Design of a $10: 1$ multiplexer in $0.18 \mu \mathrm{~m}$ CMOS technology is presented in this paper. This circuit can be used in $12.5 \mathrm{~Gb} / \mathrm{s}$ SerDes transmitter. The speed of traditional $10: 1$ is difficult to enhance due to the serial $5: 1$ part. In this paper, $5 B / 4 B$ converter is adopted to convert the 10 channel data into 8 channel data and use tree type topology to increase the speed and save the power consumption in the data path. At the same time, phase switching divider is used to decrease the power consumption in the clock path. The core area occupies $800 \mu \mathrm{~m} * 500 \mu \mathrm{~m}$. The post simulation results show that the multiplexer can operate correctly at $12.5 \mathrm{~Gb} / \mathrm{s}$, the power consumption is less than 125 mW , the single-ended output peak-to-peak value is 200 mV and the output jitter is less than 0.1UI.


## Key words—SerDes; Multiplexer

## I. INTRODUCTION

With the rapidly growing demand for high speed SerDes, multiplexer has been the bottleneck of speed. The speed of multiplexer tremendously affects the performance of the whole SerDes transceiver.

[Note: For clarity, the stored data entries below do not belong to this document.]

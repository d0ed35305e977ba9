//! The log-and-ignore persistence policy, as a named type.

use tracing::warn;

use super::{KeyValueStore, StorageError};

/// Wraps a [`KeyValueStore`] and swallows its failures.
///
/// In-memory session flags are authoritative; a failed write only costs
/// carry-over to the next launch. Every failure is logged at WARN so the
/// policy is deliberate, not accidental.
#[derive(Debug)]
pub struct BestEffort<S> {
    inner: S,
}

impl<S: KeyValueStore> BestEffort<S> {
    /// Wrap a store.
    pub const fn new(inner: S) -> Self {
        Self { inner }
    }

    /// Read `key`, treating a storage failure as an absent key.
    pub fn get(&self, key: &str) -> Option<String> {
        match self.inner.get(key) {
            Ok(value) => value,
            Err(error) => {
                log_failure("get", key, &error);
                None
            }
        }
    }

    /// Write `key`, ignoring storage failures.
    pub fn set(&mut self, key: &str, value: &str) {
        if let Err(error) = self.inner.set(key, value) {
            log_failure("set", key, &error);
        }
    }

    /// Delete `key`, ignoring storage failures.
    pub fn delete(&mut self, key: &str) {
        if let Err(error) = self.inner.delete(key) {
            log_failure("delete", key, &error);
        }
    }

    /// Borrow the wrapped store.
    pub const fn inner(&self) -> &S {
        &self.inner
    }

    /// Unwrap into the underlying store.
    pub fn into_inner(self) -> S {
        self.inner
    }
}

fn log_failure(operation: &str, key: &str, error: &StorageError) {
    warn!(operation, key, %error, "storage operation failed; continuing with in-memory state");
}

#[cfg(test)]
#[allow(clippy::unwrap_used)]
mod tests {
    use std::io;

    use super::super::MemoryStore;
    use super::*;

    /// A store whose every operation fails.
    struct BrokenStore;

    impl KeyValueStore for BrokenStore {
        fn get(&self, _key: &str) -> Result<Option<String>, StorageError> {
            Err(io::Error::from(io::ErrorKind::PermissionDenied).into())
        }

        fn set(&mut self, _key: &str, _value: &str) -> Result<(), StorageError> {
            Err(io::Error::from(io::ErrorKind::StorageFull).into())
        }

        fn delete(&mut self, _key: &str) -> Result<(), StorageError> {
            Err(io::Error::from(io::ErrorKind::PermissionDenied).into())
        }
    }

    #[test]
    fn test_failures_are_swallowed() {
        let mut store = BestEffort::new(BrokenStore);
        store.set("k", "v");
        store.delete("k");
        assert!(store.get("k").is_none());
    }

    #[test]
    fn test_passthrough_on_working_store() {
        let mut store = BestEffort::new(MemoryStore::new());
        store.set("k", "v");
        assert_eq!(store.get("k").as_deref(), Some("v"));
        store.delete("k");
        assert!(store.get("k").is_none());
        assert!(store.inner().is_empty());
    }
}
//! Type-safe price representation using decimal arithmetic.
//!
//! Prices use [`rust_decimal::Decimal`] rather than binary floats so that
//! repeated additions (cart subtotals) never accumulate rounding drift.

use core::fmt;

use rust_decimal::Decimal;
use serde::{Deserialize, Serialize};

/// A price with currency information.
#[derive(Debug, Clone, Copy, PartialEq, Eq, Serialize, Deserialize)]
pub struct Price {
    /// Amount in the currency's standard unit (e.g., dollars, not cents).
    pub amount: Decimal,
    /// ISO 4217 currency code.
    pub currency_code: CurrencyCode,
}

impl Price {
    /// Create a new price.
    #[must_use]
    pub const fn new(amount: Decimal, currency_code: CurrencyCode) -> Self {
        Self {
            amount,
            currency_code,
        }
    }

    /// Create a USD price from an amount in cents.
    ///
    /// ```
    /// use afroman_core::Price;
    ///
    /// let price = Price::from_cents(3999);
    /// assert_eq!(price.display(), "$39.99");
    /// ```
    #[must_use]
    pub fn from_cents(cents: i64) -> Self {
        Self {
            amount: Decimal::new(cents, 2),
            currency_code: CurrencyCode::USD,
        }
    }

    /// The price amount scaled by an integer quantity.
    #[must_use]
    pub fn times(&self, quantity: u32) -> Decimal {
        self.amount * Decimal::from(quantity)
    }

    /// Format for display (e.g., "$39.99").
    #[must_use]
    pub fn display(&self) -> String {
        format!("{}{:.2}", self.currency_code.symbol(), self.amount)
    }
}

impl fmt::Display for Price {
    fn fmt(&self, f: &mut fmt::Formatter<'_>) -> fmt::Result {
        write!(f, "{}{:.2}", self.currency_code.symbol(), self.amount)
    }
}

/// ISO 4217 currency codes.
#[derive(Debug, Clone, Copy, PartialEq, Eq, Hash, Serialize, Deserialize, Default)]
pub enum CurrencyCode {
    #[default]
    USD,
    EUR,
    GBP,
    CAD,
    AUD,
}

impl CurrencyCode {
    /// The currency symbol used for display.
    #[must_use]
    pub const fn symbol(&self) -> &'static str {
        match self {
            Self::USD | Self::CAD | Self::AUD => "$",
            Self::EUR => "\u{20ac}",
            Self::GBP => "\u{a3}",
        }
    }

    /// The ISO 4217 code as a string.
    #[must_use]
    pub const fn code(&self) -> &'static str {
        match self {
            Self::USD => "USD",
            Self::EUR => "EUR",
            Self::GBP => "GBP",
            Self::CAD => "CAD",
            Self::AUD => "AUD",
        }
    }
}
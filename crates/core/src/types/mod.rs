//! Core types for the Afroman app.
//!
//! This module provides type-safe wrappers for common domain concepts.

pub mod code;
pub mod id;
pub mod merch;
pub mod price;
pub mod video;

pub use code::{CodeError, VerificationCode};
pub use id::*;
pub use merch::{MerchItem, MerchType};
pub use price::{CurrencyCode, Price};
pub use video::Video;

Several multiplexers have been reported in technologies such as SiGe , GaAs and InP at speeds of $10 \mathrm{~Gb} / \mathrm{s}$ or higher [1]-[3]. However, these process are costly and difficult to integrate with other CMOS blocks in SerDes systems. Multiplexers based on CMOS process have been presented at $10 \mathrm{~Gb} / \mathrm{s}$ data rate [4]-[5]. All of these multiplexers have $2^{\mathrm{N}}$ input channels and can be implemented by traditional treetype topology but cannot be applied directly into 8B/10B SerDes transmitter. A 20:1 multiplexer based on CMOS process has been reported in [6], a traditional structure has been used and the data rate is nearly $6 \mathrm{~Gb} / \mathrm{s}$ which cannot be applied in a $10 \mathrm{~Gb} / \mathrm{s}$ data rate SerDes.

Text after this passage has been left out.